Strength training has a very specific purpose - to increase your ability to produce force. Strength training for running goes one step further - to produce more force, more easily, whilst running. This can fool people into thinking strength training with only body weight as resistance is adequate, since you run with only body weight. This oversimplification is one of the most common reasons we see runners get injured or fail to get faster.
Strength has several components. We can define maximal strength as different to strength endurance as well as both being different to power. Each is developed separately as they are individual parts of the same system in effect.
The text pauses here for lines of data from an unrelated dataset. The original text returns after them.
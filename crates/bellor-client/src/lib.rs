//! HTTP client SDK for the Bellor API.
//!
//! Everything the application sends routes through one pipeline: pre-flight
//! token validation, snake_case conversion of outgoing JSON, dispatch with a
//! freshly read bearer token, a single refresh-and-retry on 401, and
//! camelCase conversion of incoming JSON. Binary and multipart payloads
//! bypass the key conversions entirely.
//!
//! Token state lives in [`bellor-auth`](bellor_auth): concurrent requests
//! that discover an expired token share a single refresh call instead of
//! issuing duplicates.
//!
//! # Example
//!
//! ```no_run
//! use bellor_client::{BellorClient, LoginRequest};
//!
//! # async fn example() -> bellor_client::Result<()> {
//! let client = BellorClient::builder()
//!     .base_url("https://api.bellor.app")
//!     .build()?;
//!
//! // explicit startup step: revive a stored session before the first
//! // authenticated request
//! if !client.auth().resume_session().await? {
//!     client
//!         .auth()
//!         .login(&LoginRequest {
//!             email: "user@example.com".into(),
//!             password: "secret".into(),
//!         })
//!         .await?;
//! }
//!
//! let me = client.users().me().await?;
//! println!("{:?}", me.first_name);
//! # Ok(())
//! # }
//! ```

pub mod api;
pub mod body;
pub mod client;
pub mod error;
pub mod transform;
pub mod types;

pub use api::{AuthApi, UsersApi};
pub use body::{Body, MultipartPayload};
pub use client::{BellorClient, ClientBuilder, RequestOptions};
pub use error::{Error, Result};
pub use types::*;

// Session state is part of the public surface (e.g. for logout redirects)
pub use bellor_auth::SessionState;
Go back in time to Milo and the bull. For those who don’t know, Milo started off by picking up and carrying a young calf. He did so everyday until he was carrying a fully grown bull. Ok, we all smell BS!! Although not literal, the metaphor for overload and the increasing capacity for enduring more and more strenuous activities holds true for how humans change over time.
Milo got stronger because he adapted to the heavier and heavier weight of the growing calf. He did not carry a young calf of the same weight every day, then wake up in 5 years able to pick up a bull. We don’t adapt like that to training with our own body weight either.
So what do we need? Increased range, increased complexity but most of all increased load. A small but consistent increment of extra stress (the weight) in order to adapt and get better at moving heavier loads. Not because we want to be heavier ourselves, we don’t, but because being stronger gives us more reserves, better efficiency, more resilience to injury, and more chance of running faster.
We can use bands, dumbbells, kettlebells and barbells. Weighted vests and bottles of water (or wine!) serve the same purpose. It doesn’t have to be a lot or even every day, but over time we must increase the demands on our muscles and central nervous system - the thing that controls our strength.
Body weight training is a great place to start and can take you pretty far. There are lots of options when it comes to strength training but one principle must be followed; progressive overload. Make sure you’re getting the most out of your effort and track your strength work using this principle.